CsNAC17 enhances resistance to Colletotrichum gloeosporioides by interacting with CsbHLH62 in Camellia sinensis.

The pathogen Colletotrichum gloeosporioides causes anthracnose, a serious threat to tea trees around the world, particularly in warm and humid regions. RNA-Seq data have previously indicated NAC transcription factors are involved in anthracnose resistance, but underlying mechanisms remain unclear. The BiFC, Split-LUC, and Co-IP assays validated the interaction between CsbHLH62 and CsNAC17 identified through yeast two-hybrid (Y2H) screening.

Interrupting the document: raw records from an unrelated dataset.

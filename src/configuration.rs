use serde::Deserialize;

/// Default access token lifetime: 1 hour
pub const DEFAULT_ACCESS_TOKEN_EXPIRY: i64 = 3600;
/// Default refresh token lifetime: 7 days
pub const DEFAULT_REFRESH_TOKEN_EXPIRY: i64 = 604_800;

#[derive(Deserialize, Clone)]
pub struct Settings {
    pub database: DatabaseSettings,
    #[serde(default)]
    pub application: ApplicationSettings,
    #[serde(default)]
    pub jwt: JwtSettings,
}

#[derive(Deserialize, Clone, Debug, PartialEq, Eq, Default)]
#[serde(rename_all = "lowercase")]
pub enum LogFormat {
    #[default]
    Json,
    Compact,
}

#[derive(Deserialize, Clone)]
pub struct ApplicationSettings {
    #[serde(default = "default_host")]
    pub host: String,
    #[serde(default = "default_port")]
    pub port: u16,
    #[serde(default = "default_log_level")]
    pub log_level: String,
    #[serde(default)]
    pub log_format: LogFormat,
}

impl Default for ApplicationSettings {
    fn default() -> Self {
        Self {
            host: default_host(),
            port: default_port(),
            log_level: default_log_level(),
            log_format: LogFormat::default(),
        }
    }
}

#[derive(Deserialize, Clone)]
pub struct DatabaseSettings {
    /// Full connection URL; takes precedence over the individual fields.
    #[serde(default)]
    pub url: Option<String>,
    #[serde(default)]
    pub username: String,
    #[serde(default)]
    pub password: String,
    #[serde(default = "default_db_port")]
    pub port: u16,
    #[serde(default = "default_host")]
    pub host: String,
    #[serde(default)]
    pub database_name: String,
    #[serde(default = "default_max_connections")]
    pub max_connections: u32,
    #[serde(default = "default_acquire_timeout")]
    pub acquire_timeout_secs: u64,
}

impl DatabaseSettings {
    pub fn connection_string(&self) -> String {
        match &self.url {
            Some(url) => url.clone(),
            None => format!(
                "postgres://{}:{}@{}:{}/{}",
                self.username, self.password, self.host, self.port, self.database_name
            ),
        }
    }
}

/// JWT signing settings
///
/// Secrets are optional here so a missing value can be reported as a
/// proper configuration error by `JwtKeys::from_settings` instead of a
/// deserialization failure.
#[derive(Deserialize, Clone)]
pub struct JwtSettings {
    #[serde(default)]
    pub access_secret: Option<String>,
    /// Falls back to `access_secret` when unset.
    #[serde(default)]
    pub refresh_secret: Option<String>,
    #[serde(default = "default_access_expiry")]
    pub access_token_expiry: i64, // seconds
    #[serde(default = "default_refresh_expiry")]
    pub refresh_token_expiry: i64, // seconds
    #[serde(default = "default_issuer")]
    pub issuer: String,
}

impl Default for JwtSettings {
    fn default() -> Self {
        Self {
            access_secret: None,
            refresh_secret: None,
            access_token_expiry: DEFAULT_ACCESS_TOKEN_EXPIRY,
            refresh_token_expiry: DEFAULT_REFRESH_TOKEN_EXPIRY,
            issuer: default_issuer(),
        }
    }
}

impl JwtSettings {
    /// Settings with a single shared secret and default lifetimes.
    pub fn with_secret(secret: impl Into<String>) -> Self {
        Self {
            access_secret: Some(secret.into()),
            ..Self::default()
        }
    }
}

fn default_host() -> String {
    "127.0.0.1".to_string()
}

fn default_port() -> u16 {
    8000
}

fn default_db_port() -> u16 {
    5432
}

fn default_log_level() -> String {
    "info".to_string()
}

fn default_max_connections() -> u32 {
    5
}

fn default_acquire_timeout() -> u64 {
    2
}

fn default_access_expiry() -> i64 {
    DEFAULT_ACCESS_TOKEN_EXPIRY
}

fn default_refresh_expiry() -> i64 {
    DEFAULT_REFRESH_TOKEN_EXPIRY
}

fn default_issuer() -> String {
    "dashboard".to_string()
}

/// Load settings from `configuration.*`, then `APP_*` environment
/// variables (`APP_JWT__ACCESS_SECRET`), then the conventional
/// `JWT_SECRET`, `JWT_REFRESH_SECRET` and `DATABASE_URL` variables.
pub fn get_configuration() -> Result<Settings, config::ConfigError> {
    let settings = config::Config::builder()
        .add_source(config::File::with_name("configuration").required(false))
        .add_source(
            config::Environment::with_prefix("APP")
                .prefix_separator("_")
                .separator("__"),
        )
        .set_override_option("jwt.access_secret", std::env::var("JWT_SECRET").ok())?
        .set_override_option("jwt.refresh_secret", std::env::var("JWT_REFRESH_SECRET").ok())?
        .set_override_option("database.url", std::env::var("DATABASE_URL").ok())?
        .build()?;
    settings.try_deserialize::<Settings>()
}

CsNAC17 or CsbHLH62 overexpression enhanced anthracnose resistance, as well as enhanced levels of H(2)O(2), hypersensitivity, and cell death in Nicotiana benthamiana. The NBS-LRR gene CsRPM1 is regulated by CsNAC17 by binding directly to its promoter (i.e. CACG, CATGTG), while CsbHLH62 facilitates CsNAC17's binding and increases transcriptional activity of CsRPM1. Additionally, transient silencing of CsNAC17 and CsbHLH62 in tea plant leaves using the virus-induced gene silencing (VIGS) system resulted in decreased resistance to anthracnose. Conversely, transient overexpression of CsNAC17 and CsbHLH62 in tea leaves significantly enhanced the resistance against anthracnose. Based on these results, it appears that CsbHLH62 facilitates the activity of CsNAC17 on CsRPM1, contributing to increased anthracnose resistance.